„Jetzt wissen wir“, sagen die Jünger zu Jesus, „dass du alles weißt und nicht nötig hast, dass jemand dich fragt; deshalb glauben wir, dass du von Gott ausgegangen bist.“ Johannes 16,30
Was hat es auf sich mit dem ‚absoluten‘ Wissen Jesu, das nicht darauf angewiesen ist, ‚abgefragt‘ zu werden?
Die Bemerkung der Jünger legt einen spezifischen Zusammenhang von Wissen und Gefragtwerden vor. Gerade so, als ob normaler- und natürlicherweise Wissen, um zu bestehen und zuzunehmen, darauf angewiesen sei, herausgefordert, beansprucht, in Frage gestellt zu werden.
Jesu Wissen ist nach Aussage der Jünger darüber erhaben. Es steht über der Dialektik, befindet sich gleichsam oberhalb der Austauschprozesse, aus denen ’normales‘ menschliches Wissen erwächst und denen es sich, um ‚am Leben‘ zu bleiben, fortwährend aussetzen muss.
Dieser Vorrang, ein Status a priori, verweist auf die göttliche Herkunft seines Trägers.
Er – und es – repräsentiert, ja personifiziert die Weisheit Gottes. Bei den Hebräern ist dies Chokmah, bei den Griechen Sophia.
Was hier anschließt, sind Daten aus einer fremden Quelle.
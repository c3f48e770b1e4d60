//! Byte-level input vocabulary.
//!
//! The shell reads a 7-bit byte stream. Control bytes that drive the line
//! editor are mapped to [`ControlKey`]; escape sequences decode to
//! [`EditKey`].

/// A control byte the line editor reacts to.
#[derive(Debug, Clone, Copy, PartialEq, Eq, Hash)]
pub enum ControlKey {
    /// Ctrl-C, discards the current line.
    Interrupt,
    /// Ctrl-D, submits like Enter.
    EndOfText,
    /// Backspace or DEL.
    Backspace,
    /// Tab, requests autocompletion.
    Tab,
    /// Carriage return.
    Enter,
    /// Start of an escape sequence.
    Escape,
}

impl ControlKey {
    pub const CTRL_C: u8 = 0x03;
    pub const CTRL_D: u8 = 0x04;
    pub const BACKSPACE: u8 = 0x08;
    pub const TAB: u8 = 0x09;
    pub const ENTER: u8 = 0x0D;
    pub const ESCAPE: u8 = 0x1B;
    pub const DEL: u8 = 0x7F;

    /// Classify a raw byte. Returns `None` for anything that is not a
    /// recognised control byte.
    pub fn from_byte(b: u8) -> Option<Self> {
        match b {
            Self::CTRL_C => Some(Self::Interrupt),
            Self::CTRL_D => Some(Self::EndOfText),
            Self::BACKSPACE | Self::DEL => Some(Self::Backspace),
            Self::TAB => Some(Self::Tab),
            Self::ENTER => Some(Self::Enter),
            Self::ESCAPE => Some(Self::Escape),
            _ => None,
        }
    }
}

/// Editing action produced by a decoded escape sequence.
#[derive(Debug, Clone, Copy, PartialEq, Eq, Hash)]
pub enum EditKey {
    Left,
    Right,
    Up,
    Down,
    Delete,
    Home,
    End,
}

/// Printable ASCII, the only bytes that are inserted into the line.
pub fn is_printable(b: u8) -> bool {
    (0x20..=0x7E).contains(&b)
}
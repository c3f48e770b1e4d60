//! Escape-code tables and message framing.

use picoshell_types::config::TerminalKind;
use picoshell_types::error::Severity;

use crate::command::Message;

/// Indentation unit used by listings.
pub const TAB: &str = "    ";

/// Tag in front of every shell message.
pub const MESSAGE_TAG: &str = "[SHELL] ";

/// The escape strings the editor emits. Cursor movement and line clearing are
/// required; styling may be empty.
#[derive(Debug, Clone, Copy, PartialEq, Eq)]
pub struct TerminalProfile {
    pub move_left: &'static str,
    pub move_right: &'static str,
    pub erase_right: &'static str,
    pub clear_line: &'static str,
    pub bold_on: &'static str,
    pub bold_off: &'static str,
    pub color_reset: &'static str,
    pub prompt_color: &'static str,
    pub info_color: &'static str,
    pub warning_color: &'static str,
    pub error_color: &'static str,
}

impl TerminalProfile {
    pub const VT100: Self = Self {
        move_left: "\x1B[D",
        move_right: "\x1B[C",
        erase_right: "\x1B[0K",
        clear_line: "\x1B[2K\r",
        bold_on: "\x1B[1m",
        bold_off: "\x1B[0m",
        color_reset: "\x1B[0m",
        prompt_color: "\x1B[92m",
        info_color: "\x1B[94m",
        warning_color: "\x1B[93m",
        error_color: "\x1B[91m",
    };

    /// Cursor control only. Useful for logs and dumb serial monitors.
    pub const PLAIN: Self = Self {
        move_left: "\x1B[D",
        move_right: "\x1B[C",
        erase_right: "\x1B[0K",
        clear_line: "\x1B[2K\r",
        bold_on: "",
        bold_off: "",
        color_reset: "",
        prompt_color: "",
        info_color: "",
        warning_color: "",
        error_color: "",
    };

    pub fn from_kind(kind: TerminalKind) -> Self {
        match kind {
            TerminalKind::Vt100 => Self::VT100,
            TerminalKind::Plain => Self::PLAIN,
        }
    }

    fn color(&self, severity: Severity) -> &'static str {
        match severity {
            Severity::Info => self.info_color,
            Severity::Warning => self.warning_color,
            Severity::Error => self.error_color,
        }
    }

    /// `<color><bold>text<bold off><reset>`
    pub fn prompt(&self, text: &str) -> String {
        format!(
            "{}{}{text}{}{}",
            self.prompt_color, self.bold_on, self.bold_off, self.color_reset
        )
    }

    /// The `[SHELL] ` prefix for a message of the given severity.
    pub fn message_begin(&self, severity: Severity) -> String {
        format!(
            "{}{}{MESSAGE_TAG}{}{}",
            self.color(severity),
            self.bold_on,
            self.bold_off,
            self.color_reset
        )
    }

    pub fn bold(&self, text: &str) -> String {
        format!("{}{text}{}", self.bold_on, self.bold_off)
    }

    pub fn render(&self, message: &Message) -> String {
        match message.severity {
            Some(severity) => format!("{}{}", self.message_begin(severity), message.text),
            None => message.text.clone(),
        }
    }

    pub fn dropped_notice(&self, count: usize) -> String {
        format!(
            "{}{}--- {count} messages dropped ---\n{}{}",
            self.error_color, self.bold_on, self.color_reset, self.bold_off
        )
    }
}

impl Default for TerminalProfile {
    fn default() -> Self {
        Self::VT100
    }
}
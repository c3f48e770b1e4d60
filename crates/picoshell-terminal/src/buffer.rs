//! The editable input line.

/// Text plus an insertion point, holding at most `capacity` bytes. Only
/// ASCII is ever inserted, so byte offsets and char offsets coincide.
#[derive(Debug, Clone, PartialEq, Eq)]
pub struct InputBuffer {
    text: String,
    cursor: usize,
    capacity: usize,
}

impl Default for InputBuffer {
    fn default() -> Self {
        Self::new()
    }
}

impl InputBuffer {
    /// A buffer with no length bound.
    pub fn new() -> Self {
        Self::with_capacity(usize::MAX)
    }

    pub fn with_capacity(capacity: usize) -> Self {
        Self {
            text: String::with_capacity(capacity.min(256)),
            cursor: 0,
            capacity,
        }
    }

    pub fn capacity(&self) -> usize {
        self.capacity
    }

    pub fn is_full(&self) -> bool {
        self.text.len() >= self.capacity
    }

    pub fn as_str(&self) -> &str {
        &self.text
    }

    pub fn len(&self) -> usize {
        self.text.len()
    }

    pub fn is_empty(&self) -> bool {
        self.text.is_empty()
    }

    pub fn cursor(&self) -> usize {
        self.cursor
    }

    pub fn at_end(&self) -> bool {
        self.cursor == self.text.len()
    }

    /// Bytes from the cursor to the end of the line.
    pub fn tail(&self) -> &str {
        &self.text[self.cursor..]
    }

    /// Insert at the cursor and step past it. Returns false, leaving the
    /// line untouched, for a non-ASCII byte or when the buffer is full.
    pub fn insert(&mut self, b: u8) -> bool {
        if !b.is_ascii() || self.is_full() {
            return false;
        }
        self.text.insert(self.cursor, char::from(b));
        self.cursor += 1;
        true
    }

    /// Remove the byte before the cursor. Returns false at the start of line.
    pub fn backspace(&mut self) -> bool {
        if self.cursor == 0 {
            return false;
        }
        self.cursor -= 1;
        self.text.remove(self.cursor);
        true
    }

    /// Remove the byte under the cursor. Returns false at end of line.
    pub fn delete(&mut self) -> bool {
        if self.at_end() {
            return false;
        }
        self.text.remove(self.cursor);
        true
    }

    pub fn move_left(&mut self) -> bool {
        if self.cursor == 0 {
            return false;
        }
        self.cursor -= 1;
        true
    }

    pub fn move_right(&mut self) -> bool {
        if self.at_end() {
            return false;
        }
        self.cursor += 1;
        true
    }

    pub fn home(&mut self) {
        self.cursor = 0;
    }

    pub fn end(&mut self) {
        self.cursor = self.text.len();
    }

    pub fn clear(&mut self) {
        self.text.clear();
        self.cursor = 0;
    }
}

#[cfg(test)]
mod tests {
    use super::*;

    fn filled(s: &str) -> InputBuffer {
        filled_in(InputBuffer::new(), s)
    }

    fn filled_in(mut buf: InputBuffer, s: &str) -> InputBuffer {
        for b in s.bytes() {
            assert!(buf.insert(b));
        }
        buf
    }

    #[test]
    fn insert_appends_and_advances() {
        let buf = filled("abc");
        assert_eq!(buf.as_str(), "abc");
        assert_eq!(buf.cursor(), 3);
        assert!(buf.at_end());
    }

    #[test]
    fn insert_mid_line_shifts_right() {
        let mut buf = filled("ac");
        buf.move_left();
        buf.insert(b'b');
        assert_eq!(buf.as_str(), "abc");
        assert_eq!(buf.cursor(), 2);
        assert_eq!(buf.tail(), "c");
    }

    #[test]
    fn backspace_at_start_is_noop() {
        let mut buf = filled("ab");
        buf.home();
        assert!(!buf.backspace());
        assert_eq!(buf.as_str(), "ab");
    }

    #[test]
    fn backspace_mid_line() {
        let mut buf = filled("abc");
        buf.move_left();
        assert!(buf.backspace());
        assert_eq!(buf.as_str(), "ac");
        assert_eq!(buf.cursor(), 1);
    }

    #[test]
    fn delete_under_cursor() {
        let mut buf = filled("abc");
        assert!(!buf.delete());
        buf.home();
        assert!(buf.delete());
        assert_eq!(buf.as_str(), "bc");
        assert_eq!(buf.cursor(), 0);
    }

    #[test]
    fn cursor_moves_are_bounded() {
        let mut buf = filled("a");
        assert!(!buf.move_right());
        assert!(buf.move_left());
        assert!(!buf.move_left());
        buf.end();
        assert_eq!(buf.cursor(), 1);
    }

    #[test]
    fn insert_stops_at_capacity() {
        let mut buf = InputBuffer::with_capacity(3);
        assert!(buf.insert(b'a'));
        assert!(buf.insert(b'c'));
        buf.move_left();
        assert!(buf.insert(b'b'));
        assert!(buf.is_full());
        assert!(!buf.insert(b'd'));
        assert_eq!(buf.as_str(), "abc");
        assert_eq!(buf.cursor(), 2);
        assert!(buf.backspace());
        assert!(!buf.is_full());
        assert!(buf.insert(b'x'));
        assert_eq!(buf.as_str(), "axc");
    }

    #[test]
    fn non_ascii_rejected() {
        let mut buf = InputBuffer::new();
        assert!(!buf.insert(0xC3));
        assert!(buf.is_empty());
        assert_eq!(buf.capacity(), usize::MAX);
    }

    #[test]
    fn clone_keeps_capacity() {
        let mut dst = InputBuffer::new();
        dst.clone_from(&filled_in(InputBuffer::with_capacity(2), "ab"));
        assert_eq!(dst.capacity(), 2);
        assert!(!dst.insert(b'c'));
    }

    #[test]
    fn clear_resets_cursor() {
        let mut buf = filled("abc");
        buf.clear();
        assert!(buf.is_empty());
        assert_eq!(buf.cursor(), 0);
    }
}
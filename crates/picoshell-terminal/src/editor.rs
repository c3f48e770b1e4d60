//! Per-byte line editing and command submission.

use std::sync::Arc;
use std::time::Duration;

use picoshell_types::config::ShellConfig;
use picoshell_types::error::{Result, Severity, ShellError};
use picoshell_types::input::{ControlKey, EditKey, is_printable};

use crate::buffer::InputBuffer;
use crate::command::CommandHandler;
use crate::completion::{self, Completion};
use crate::console::{ByteSource, Console};
use crate::escape::{self, Decoded};
use crate::help;
#[cfg(feature = "history")]
use crate::history::History;
use crate::profile::{TAB, TerminalProfile};
use crate::registry::{HELP, HELPTREE, Registry};
use crate::tokenizer::{is_blank, tokenize};

/// A resolved command, ready to be run.
#[derive(Clone)]
pub struct CommandJob {
    /// The command path as typed, e.g. `led blink`.
    pub path: String,
    pub handler: Arc<dyn CommandHandler>,
    /// Tokens after the command path.
    pub args: Vec<String>,
}

impl std::fmt::Debug for CommandJob {
    fn fmt(&self, f: &mut std::fmt::Formatter<'_>) -> std::fmt::Result {
        f.debug_struct("CommandJob")
            .field("path", &self.path)
            .field("args", &self.args)
            .finish_non_exhaustive()
    }
}

/// Runs submitted jobs somewhere else.
pub trait Dispatcher {
    /// True while a handler is executing.
    fn is_busy(&self) -> bool;

    /// Hand over a job without blocking. Fails if one is already pending.
    fn submit(&self, job: CommandJob) -> Result<()>;

    /// True when nothing is running and nothing is waiting to run.
    fn is_idle(&self) -> bool {
        !self.is_busy()
    }
}

/// Collaborators borrowed for one editor step.
pub struct EditorEnv<'a> {
    pub console: &'a mut dyn Console,
    pub input: &'a mut dyn ByteSource,
    pub dispatcher: &'a dyn Dispatcher,
}

/// The input state machine. Owns the live line, the registered commands and
/// the history ring.
pub struct LineEditor {
    registry: Registry,
    profile: TerminalProfile,
    prompt: String,
    buffer: InputBuffer,
    max_tokens: usize,
    escape_timeout: Duration,
    #[cfg(feature = "history")]
    history: Option<History>,
    #[cfg(feature = "history")]
    history_offset: usize,
}

impl LineEditor {
    pub fn new(registry: Registry, config: &ShellConfig) -> Self {
        Self {
            registry,
            profile: TerminalProfile::from_kind(config.terminal),
            prompt: config.prompt.clone(),
            buffer: InputBuffer::with_capacity(config.max_line_length),
            max_tokens: config.max_tokens,
            escape_timeout: Duration::from_micros(config.escape_timeout_us),
            #[cfg(feature = "history")]
            history: config
                .history_enabled()
                .then(|| History::with_size(config.history_size, config.max_line_length)),
            #[cfg(feature = "history")]
            history_offset: 0,
        }
    }

    pub fn registry(&self) -> &Registry {
        &self.registry
    }

    pub fn profile(&self) -> &TerminalProfile {
        &self.profile
    }

    pub fn buffer(&self) -> &InputBuffer {
        &self.buffer
    }

    /// Clear the current terminal line.
    pub fn remove_prompt(&self, console: &mut dyn Console) {
        console.write_str(self.profile.clear_line);
    }

    /// Draw the prompt and the live line, leaving the terminal cursor where
    /// the editor cursor is.
    pub fn restore_prompt(&self, console: &mut dyn Console) {
        console.write_str(&self.profile.prompt(&self.prompt));
        console.write_str(self.buffer.as_str());
        self.move_left(console, self.buffer.len() - self.buffer.cursor());
    }

    fn redraw(&self, console: &mut dyn Console) {
        self.remove_prompt(console);
        self.restore_prompt(console);
    }

    fn move_left(&self, console: &mut dyn Console, n: usize) {
        for _ in 0..n {
            console.write_str(self.profile.move_left);
        }
    }

    /// Feed one input byte.
    pub fn feed(&mut self, byte: u8, env: &mut EditorEnv<'_>) {
        match ControlKey::from_byte(byte) {
            Some(ControlKey::Interrupt) => self.interrupt(env.console),
            Some(ControlKey::Backspace) => self.backspace(env.console),
            Some(ControlKey::Enter | ControlKey::EndOfText) => self.submit(env),
            Some(ControlKey::Tab) => self.complete(env.console),
            Some(ControlKey::Escape) => self.escape(env),
            None => self.insert(byte, env.console),
        }
    }

    fn interrupt(&mut self, console: &mut dyn Console) {
        console.write_str("^C\n");
        self.buffer.clear();
        self.restore_prompt(console);
    }

    fn backspace(&mut self, console: &mut dyn Console) {
        if self.buffer.backspace() {
            self.redraw(console);
        }
    }

    fn insert(&mut self, byte: u8, console: &mut dyn Console) {
        if !is_printable(byte) || self.buffer.is_full() {
            return;
        }
        let mid_line = !self.buffer.at_end();
        if mid_line {
            console.write_str(self.profile.erase_right);
        }
        self.buffer.insert(byte);
        console.put_byte(byte);
        if mid_line {
            console.write_str(self.buffer.tail());
            self.move_left(console, self.buffer.tail().len());
        }
    }

    fn submit(&mut self, env: &mut EditorEnv<'_>) {
        if env.dispatcher.is_busy() {
            self.remove_prompt(env.console);
            self.report(&ShellError::Busy, env.console);
            self.restore_prompt(env.console);
            return;
        }

        let blank = is_blank(self.buffer.as_str());
        if !blank {
            env.console.put_byte(b'\n');
        }
        self.buffer.end();

        #[cfg(feature = "history")]
        if !blank && let Some(history) = self.history.as_mut() {
            history.append(&self.buffer);
            self.history_offset = 0;
        }

        if let Err(e) = self.execute_line(self.buffer.as_str(), env) {
            self.report(&e, env.console);
        }

        if blank {
            env.console.put_byte(b'\n');
        }
        self.buffer.clear();
        self.restore_prompt(env.console);
    }

    /// Tokenize, resolve and dispatch one line. Blank lines are a no-op;
    /// `help` and `helptree` are answered here without a dispatch.
    pub fn execute_line(&self, line: &str, env: &mut EditorEnv<'_>) -> Result<()> {
        if is_blank(line) {
            return Ok(());
        }
        let tokens = tokenize(line, self.max_tokens)?;
        let Some(&first) = tokens.first() else {
            return Ok(());
        };

        if first == HELP || first == HELPTREE {
            let text = help::render(&self.registry, &tokens[1..], first == HELPTREE, &self.profile)?;
            env.console.write_str(&text);
            return Ok(());
        }

        let resolved = self.registry.resolve(&tokens)?;
        let handler = resolved
            .command
            .handler()
            .map(Arc::clone)
            .ok_or_else(|| ShellError::Incomplete(resolved.path.clone()))?;
        let args: Vec<String> = tokens[resolved.level..]
            .iter()
            .map(|s| s.to_string())
            .collect();
        log::debug!("dispatching '{}' with {} args", resolved.path, args.len());

        env.dispatcher.submit(CommandJob {
            path: resolved.path,
            handler,
            args,
        })
    }

    /// Print a diagnostic and its hint with the matching framing.
    pub fn report(&self, err: &ShellError, console: &mut dyn Console) {
        log::debug!("input rejected: {err}");
        let begin = self.profile.message_begin(err.severity());
        console.write_str(&format!("{begin}{err}\n"));
        if let Some(hint) = err.hint() {
            console.write_str(&format!("{begin}{hint}\n"));
        }
    }

    fn complete(&mut self, console: &mut dyn Console) {
        if !self.buffer.at_end() {
            return;
        }
        match completion::complete(&self.registry, self.buffer.as_str(), self.max_tokens) {
            Ok(Completion::None) => {},
            Ok(Completion::Insert(text)) => {
                for b in text.bytes() {
                    self.insert(b, console);
                }
            },
            Ok(Completion::List(names)) => {
                let mut out = String::from("\n");
                out.push_str(&self.profile.message_begin(Severity::Info));
                out.push_str(self.profile.bold_on);
                for name in &names {
                    out.push_str(name);
                    out.push_str(TAB);
                }
                out.push_str(self.profile.bold_off);
                out.push('\n');
                console.write_str(&out);
                self.restore_prompt(console);
            },
            Err(e) => self.report(&e, console),
        }
    }

    fn escape(&mut self, env: &mut EditorEnv<'_>) {
        match escape::decode(env.input, self.escape_timeout) {
            Decoded::Key { key, trailing } => {
                self.apply_key(key, env.console);
                for b in trailing {
                    self.feed(b, env);
                }
            },
            Decoded::Literal(bytes) => {
                for b in bytes {
                    self.feed(b, env);
                }
            },
            Decoded::Nothing => {},
        }
    }

    fn apply_key(&mut self, key: EditKey, console: &mut dyn Console) {
        match key {
            EditKey::Left => {
                if self.buffer.move_left() {
                    console.write_str(self.profile.move_left);
                }
            },
            EditKey::Right => {
                if self.buffer.move_right() {
                    console.write_str(self.profile.move_right);
                }
            },
            EditKey::Delete => {
                if self.buffer.delete() {
                    self.redraw(console);
                }
            },
            EditKey::Home => {
                self.move_left(console, self.buffer.cursor());
                self.buffer.home();
            },
            EditKey::End => {
                console.write_str(self.buffer.tail());
                self.buffer.end();
            },
            #[cfg(feature = "history")]
            EditKey::Up => self.history_older(console),
            #[cfg(feature = "history")]
            EditKey::Down => self.history_newer(console),
            #[cfg(not(feature = "history"))]
            EditKey::Up | EditKey::Down => {},
        }
    }

    #[cfg(feature = "history")]
    fn history_older(&mut self, console: &mut dyn Console) {
        let Some(history) = self.history.as_mut() else {
            return;
        };
        if self.history_offset == 0 {
            history.update_newest(&self.buffer);
        }
        let Some(entry) = history.get(self.history_offset + 1) else {
            return;
        };
        self.buffer.clone_from(entry);
        self.history_offset += 1;
        self.redraw(console);
    }

    #[cfg(feature = "history")]
    fn history_newer(&mut self, console: &mut dyn Console) {
        if self.history_offset == 0 {
            return;
        }
        let Some(entry) = self
            .history
            .as_ref()
            .and_then(|h| h.get(self.history_offset - 1))
        else {
            return;
        };
        self.buffer.clone_from(entry);
        self.history_offset -= 1;
        self.redraw(console);
    }
}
Diese ist en arché, als uranfänglich vorhanden ‚gewusst‘. Es bildet, nach biblischer Auskunft, die schöpferische Bedingung, Grundlage und Vorlage von allem was war, ist und sein wird.
Ein Problem besteht nun darin, dass dieses „jetzt wissen wir“ nicht von Jesus selbst, dem als ‚allwissend‘ vorgestellten, gegeben wird. Es kommt von den Jüngern, aus der beschränkten ‚Wissenschaft‘ der Gefolgsleute Jesu.
Damit entsteht ein Paradox vom Typus des Epimenides, des Kreters, der die Behauptung aufstellt, „alle Kreter lügen“.
Man wird den Jüngern Jesu, in der Mehrzahl Galiläer, keine Unwahrheit unterstellen wollen. Aber als Wahrheit bleibt ihre Aussage zweifelhaft.
Sie kommt aus einem Wissen, das außer Stande ist, ‚absolutes‘ Wissen zu bezeugen.
Im Rahmen menschlicher Wissenschaft, sei sie nun fröhlich oder tragisch, bleibt bereits die Annahme eines absoluten oder göttlichen Wissens hochproblematisch und notwendigerweise fortwährend umkämpft.
Dennoch spricht sich in der Feststellung, „du weißt und hast nicht nötig, dass jemand dich fragt“, eine bemerkenswerte Erkenntnis aus. Es ist die eigentlich erstaunliche Einsicht in die unbedingte Frag-würdigkeit menschlichen – und sei es auch ‚gott’gegebenen – Wissens.
Die Erkenntnis, dass es nur in Korrelation und als Reaktion auf Fragen, auf Wissenwollen von ‚anderer Seite‘, auf ein forschendes Begehren hin auftreten, existieren, in immer neuen Antworten Gestalt annehmen kann.
Noch ein letzter Gedanke: vermutlich gibt es überhaupt kein echtes Wissen als Bestand, kanonisch oder niedergelegt in irgendeiner Form, sondern es ist immer eines, das aus dem Fragen, aus den Fragenden kommt und geht, bereits in der Frage Gestalt annimmt, sich darin buchstäblich ver-rät.
Dann bestünde Wissen gerade darin, im Fragen und Forschen, in den forschenden und fragenden Subjekten zu lesen und daraus zu verstehen, was sie – und andere – treibt und bewegt.
Ein Wissen, das auf diese Weise zu Stande kommt, wäre nicht akkumulativ, hätte keinen ‚Bestand‘. Es hätte nicht einmal mit einer allgemeinen Menschenkenntnis zu tun, sondern eher mit der Fähigkeit oder Gabe, sich auf Fragen einzulassen und in die Bodenlosigkeiten einzufühlen, aus denen Fragen und Begehren erwächst.
Deine Reflexionen bringen ins Grübeln: Führen Fragen zum Wissen oder zum Zweifeln am Wissen? Gibt es Glauben, der nicht immer wieder in Frage zu stellen ist? Ist es zum Verzweifeln, dass wir nicht wissen können, was wir glauben wollen? Oder liegt Hoffnung darin, dass Wissen nur durch sein Hinterfragen lebendig bleibt?